— Exercise requirements —
The answer should be each line of the records that contains the word "Overflow"; please copy them all.

— Provided material —
^^^^^^^^

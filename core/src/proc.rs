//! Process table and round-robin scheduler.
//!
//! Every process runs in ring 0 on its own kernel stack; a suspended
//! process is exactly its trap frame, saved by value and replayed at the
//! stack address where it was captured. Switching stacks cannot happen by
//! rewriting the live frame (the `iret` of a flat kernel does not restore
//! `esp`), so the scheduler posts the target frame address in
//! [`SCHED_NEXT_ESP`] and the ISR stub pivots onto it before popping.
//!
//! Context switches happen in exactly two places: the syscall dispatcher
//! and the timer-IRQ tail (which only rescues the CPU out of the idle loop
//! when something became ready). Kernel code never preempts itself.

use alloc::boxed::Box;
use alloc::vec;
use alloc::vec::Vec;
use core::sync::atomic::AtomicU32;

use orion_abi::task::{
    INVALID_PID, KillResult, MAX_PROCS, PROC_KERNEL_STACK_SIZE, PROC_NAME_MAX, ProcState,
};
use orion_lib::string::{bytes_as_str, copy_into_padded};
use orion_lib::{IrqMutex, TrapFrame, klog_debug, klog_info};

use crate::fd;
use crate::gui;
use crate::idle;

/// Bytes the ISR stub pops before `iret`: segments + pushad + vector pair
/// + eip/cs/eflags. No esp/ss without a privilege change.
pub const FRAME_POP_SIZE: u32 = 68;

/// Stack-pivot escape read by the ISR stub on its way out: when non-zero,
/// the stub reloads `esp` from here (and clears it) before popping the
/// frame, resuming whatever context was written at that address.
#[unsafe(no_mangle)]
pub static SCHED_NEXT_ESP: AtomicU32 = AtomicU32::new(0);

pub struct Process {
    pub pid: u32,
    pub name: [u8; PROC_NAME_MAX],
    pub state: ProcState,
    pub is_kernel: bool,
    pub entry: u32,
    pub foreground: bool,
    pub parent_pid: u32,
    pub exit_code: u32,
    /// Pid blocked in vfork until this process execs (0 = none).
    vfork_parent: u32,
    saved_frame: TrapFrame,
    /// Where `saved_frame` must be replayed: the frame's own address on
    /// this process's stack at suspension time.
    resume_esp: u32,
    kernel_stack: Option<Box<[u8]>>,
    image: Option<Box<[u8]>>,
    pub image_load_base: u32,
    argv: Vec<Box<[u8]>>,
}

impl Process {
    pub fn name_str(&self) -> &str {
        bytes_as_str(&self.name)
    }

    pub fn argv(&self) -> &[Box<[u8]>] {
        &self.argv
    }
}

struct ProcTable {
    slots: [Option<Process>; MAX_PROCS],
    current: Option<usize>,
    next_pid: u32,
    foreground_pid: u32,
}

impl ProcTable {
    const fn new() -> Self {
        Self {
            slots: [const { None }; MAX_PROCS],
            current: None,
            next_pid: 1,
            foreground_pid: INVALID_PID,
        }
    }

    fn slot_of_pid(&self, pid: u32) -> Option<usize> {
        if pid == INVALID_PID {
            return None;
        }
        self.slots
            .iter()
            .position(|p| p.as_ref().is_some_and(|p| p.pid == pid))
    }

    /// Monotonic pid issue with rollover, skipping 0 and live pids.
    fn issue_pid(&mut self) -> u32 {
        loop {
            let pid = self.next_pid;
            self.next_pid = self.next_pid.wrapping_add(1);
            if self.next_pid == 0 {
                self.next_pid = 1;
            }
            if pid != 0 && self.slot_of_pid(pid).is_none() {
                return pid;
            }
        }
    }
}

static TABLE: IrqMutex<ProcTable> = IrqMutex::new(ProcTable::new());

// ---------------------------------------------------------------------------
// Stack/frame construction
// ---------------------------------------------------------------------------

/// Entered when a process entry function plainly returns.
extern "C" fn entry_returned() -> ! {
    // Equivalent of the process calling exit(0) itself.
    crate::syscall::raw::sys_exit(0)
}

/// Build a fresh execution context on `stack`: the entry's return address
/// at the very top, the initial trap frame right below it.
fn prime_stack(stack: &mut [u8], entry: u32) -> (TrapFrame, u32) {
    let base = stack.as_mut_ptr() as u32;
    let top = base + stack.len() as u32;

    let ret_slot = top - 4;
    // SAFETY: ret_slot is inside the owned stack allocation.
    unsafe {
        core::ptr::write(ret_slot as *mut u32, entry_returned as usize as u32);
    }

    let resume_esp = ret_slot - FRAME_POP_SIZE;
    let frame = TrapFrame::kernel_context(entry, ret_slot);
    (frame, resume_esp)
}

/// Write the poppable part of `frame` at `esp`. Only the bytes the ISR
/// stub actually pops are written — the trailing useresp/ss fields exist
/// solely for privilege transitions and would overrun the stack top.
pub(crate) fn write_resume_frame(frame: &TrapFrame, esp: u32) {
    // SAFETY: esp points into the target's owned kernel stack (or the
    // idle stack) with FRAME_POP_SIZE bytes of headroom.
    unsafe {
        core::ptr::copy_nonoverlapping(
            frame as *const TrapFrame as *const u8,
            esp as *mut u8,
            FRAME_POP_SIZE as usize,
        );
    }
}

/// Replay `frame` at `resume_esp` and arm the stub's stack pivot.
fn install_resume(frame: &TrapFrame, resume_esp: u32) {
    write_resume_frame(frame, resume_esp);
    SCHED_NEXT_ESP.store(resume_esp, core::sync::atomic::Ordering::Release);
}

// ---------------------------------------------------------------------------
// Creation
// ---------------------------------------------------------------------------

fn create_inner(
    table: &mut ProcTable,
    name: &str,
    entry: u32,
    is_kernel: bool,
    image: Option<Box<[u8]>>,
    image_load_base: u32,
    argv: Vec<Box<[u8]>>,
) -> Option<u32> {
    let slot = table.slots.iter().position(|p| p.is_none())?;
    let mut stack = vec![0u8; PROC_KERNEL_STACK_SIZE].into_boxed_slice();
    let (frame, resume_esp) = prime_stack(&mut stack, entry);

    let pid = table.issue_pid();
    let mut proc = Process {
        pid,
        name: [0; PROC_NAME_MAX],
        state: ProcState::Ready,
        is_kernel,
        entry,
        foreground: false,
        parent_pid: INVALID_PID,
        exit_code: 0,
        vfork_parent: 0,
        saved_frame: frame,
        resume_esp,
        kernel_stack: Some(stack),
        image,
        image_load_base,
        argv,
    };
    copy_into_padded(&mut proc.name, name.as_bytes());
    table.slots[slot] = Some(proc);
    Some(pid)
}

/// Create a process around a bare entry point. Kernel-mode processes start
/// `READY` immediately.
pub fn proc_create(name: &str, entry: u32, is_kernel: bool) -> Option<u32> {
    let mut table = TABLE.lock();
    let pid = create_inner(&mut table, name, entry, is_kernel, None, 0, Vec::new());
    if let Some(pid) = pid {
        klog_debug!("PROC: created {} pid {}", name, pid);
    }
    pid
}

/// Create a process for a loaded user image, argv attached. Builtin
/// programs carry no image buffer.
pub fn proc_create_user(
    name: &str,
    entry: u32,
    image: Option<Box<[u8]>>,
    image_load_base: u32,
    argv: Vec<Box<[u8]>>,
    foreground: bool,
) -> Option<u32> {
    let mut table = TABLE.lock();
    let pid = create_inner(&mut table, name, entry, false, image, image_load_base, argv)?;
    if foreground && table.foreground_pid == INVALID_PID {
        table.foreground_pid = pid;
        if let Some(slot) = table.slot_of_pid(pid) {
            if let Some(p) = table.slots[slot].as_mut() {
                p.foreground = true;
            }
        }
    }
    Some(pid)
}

^^^^^^^^

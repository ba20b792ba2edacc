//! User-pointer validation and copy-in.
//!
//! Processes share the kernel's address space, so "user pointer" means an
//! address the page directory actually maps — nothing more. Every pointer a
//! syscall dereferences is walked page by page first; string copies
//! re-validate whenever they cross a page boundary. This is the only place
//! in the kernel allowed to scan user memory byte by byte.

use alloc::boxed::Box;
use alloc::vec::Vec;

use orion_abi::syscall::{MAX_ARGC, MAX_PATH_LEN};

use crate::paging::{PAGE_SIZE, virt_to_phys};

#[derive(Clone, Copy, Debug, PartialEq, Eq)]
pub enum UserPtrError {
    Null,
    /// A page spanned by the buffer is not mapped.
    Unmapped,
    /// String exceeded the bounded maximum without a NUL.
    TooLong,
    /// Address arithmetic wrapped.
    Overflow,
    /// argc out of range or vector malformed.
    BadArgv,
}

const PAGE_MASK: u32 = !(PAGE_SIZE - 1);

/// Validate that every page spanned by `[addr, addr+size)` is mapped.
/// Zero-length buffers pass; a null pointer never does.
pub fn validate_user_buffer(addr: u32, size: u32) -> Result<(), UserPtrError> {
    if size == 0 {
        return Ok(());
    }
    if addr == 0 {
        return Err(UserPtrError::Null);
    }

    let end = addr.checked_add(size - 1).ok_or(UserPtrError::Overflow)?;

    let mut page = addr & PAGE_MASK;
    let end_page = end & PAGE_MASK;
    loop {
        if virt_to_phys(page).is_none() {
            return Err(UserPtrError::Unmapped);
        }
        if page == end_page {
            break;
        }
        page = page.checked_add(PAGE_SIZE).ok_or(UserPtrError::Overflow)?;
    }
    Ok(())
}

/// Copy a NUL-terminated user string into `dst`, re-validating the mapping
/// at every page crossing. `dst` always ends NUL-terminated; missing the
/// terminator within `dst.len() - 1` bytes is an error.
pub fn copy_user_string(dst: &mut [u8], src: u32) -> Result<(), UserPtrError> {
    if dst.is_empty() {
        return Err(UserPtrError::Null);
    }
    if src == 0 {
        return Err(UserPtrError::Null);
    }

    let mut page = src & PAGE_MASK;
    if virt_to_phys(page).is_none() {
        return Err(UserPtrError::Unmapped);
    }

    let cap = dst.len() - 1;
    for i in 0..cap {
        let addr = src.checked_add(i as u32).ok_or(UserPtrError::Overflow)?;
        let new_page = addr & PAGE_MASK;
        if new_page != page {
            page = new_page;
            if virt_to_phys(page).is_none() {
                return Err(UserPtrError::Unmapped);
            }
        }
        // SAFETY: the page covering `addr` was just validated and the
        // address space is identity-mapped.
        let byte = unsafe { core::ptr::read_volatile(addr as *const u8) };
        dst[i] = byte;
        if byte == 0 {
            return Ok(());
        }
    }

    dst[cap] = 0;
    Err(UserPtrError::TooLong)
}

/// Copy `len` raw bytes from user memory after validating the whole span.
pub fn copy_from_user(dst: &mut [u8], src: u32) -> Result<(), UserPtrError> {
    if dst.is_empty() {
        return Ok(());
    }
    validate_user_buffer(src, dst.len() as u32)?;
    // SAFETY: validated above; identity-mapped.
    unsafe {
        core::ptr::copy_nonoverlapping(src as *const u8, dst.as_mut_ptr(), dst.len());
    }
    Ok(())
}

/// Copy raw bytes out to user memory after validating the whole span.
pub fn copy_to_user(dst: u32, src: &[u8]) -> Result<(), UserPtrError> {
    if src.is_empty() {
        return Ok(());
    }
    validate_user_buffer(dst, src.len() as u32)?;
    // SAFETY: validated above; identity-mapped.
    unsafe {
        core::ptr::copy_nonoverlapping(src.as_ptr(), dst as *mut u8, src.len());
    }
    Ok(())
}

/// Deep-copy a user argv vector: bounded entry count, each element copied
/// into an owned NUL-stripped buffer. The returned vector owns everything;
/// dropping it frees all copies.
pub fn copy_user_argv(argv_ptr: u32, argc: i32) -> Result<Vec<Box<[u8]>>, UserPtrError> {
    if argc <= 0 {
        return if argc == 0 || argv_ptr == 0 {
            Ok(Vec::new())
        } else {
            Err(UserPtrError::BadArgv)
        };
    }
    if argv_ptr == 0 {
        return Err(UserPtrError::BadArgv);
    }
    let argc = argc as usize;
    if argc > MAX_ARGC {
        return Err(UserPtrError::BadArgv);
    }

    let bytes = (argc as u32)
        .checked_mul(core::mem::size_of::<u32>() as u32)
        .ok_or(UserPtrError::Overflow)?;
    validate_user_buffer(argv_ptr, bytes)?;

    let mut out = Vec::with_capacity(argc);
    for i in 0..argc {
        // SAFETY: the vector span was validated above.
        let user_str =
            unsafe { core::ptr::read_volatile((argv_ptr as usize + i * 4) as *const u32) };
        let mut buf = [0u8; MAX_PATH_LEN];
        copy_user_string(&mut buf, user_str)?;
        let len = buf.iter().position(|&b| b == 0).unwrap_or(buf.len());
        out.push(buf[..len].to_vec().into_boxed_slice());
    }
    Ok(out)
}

^^^^^^^^

— Solution for this exercise —
    Overflow,
    let end = addr.checked_add(size - 1).ok_or(UserPtrError::Overflow)?;
        page = page.checked_add(PAGE_SIZE).ok_or(UserPtrError::Overflow)?;
        let addr = src.checked_add(i as u32).ok_or(UserPtrError::Overflow)?;
        .ok_or(UserPtrError::Overflow)?;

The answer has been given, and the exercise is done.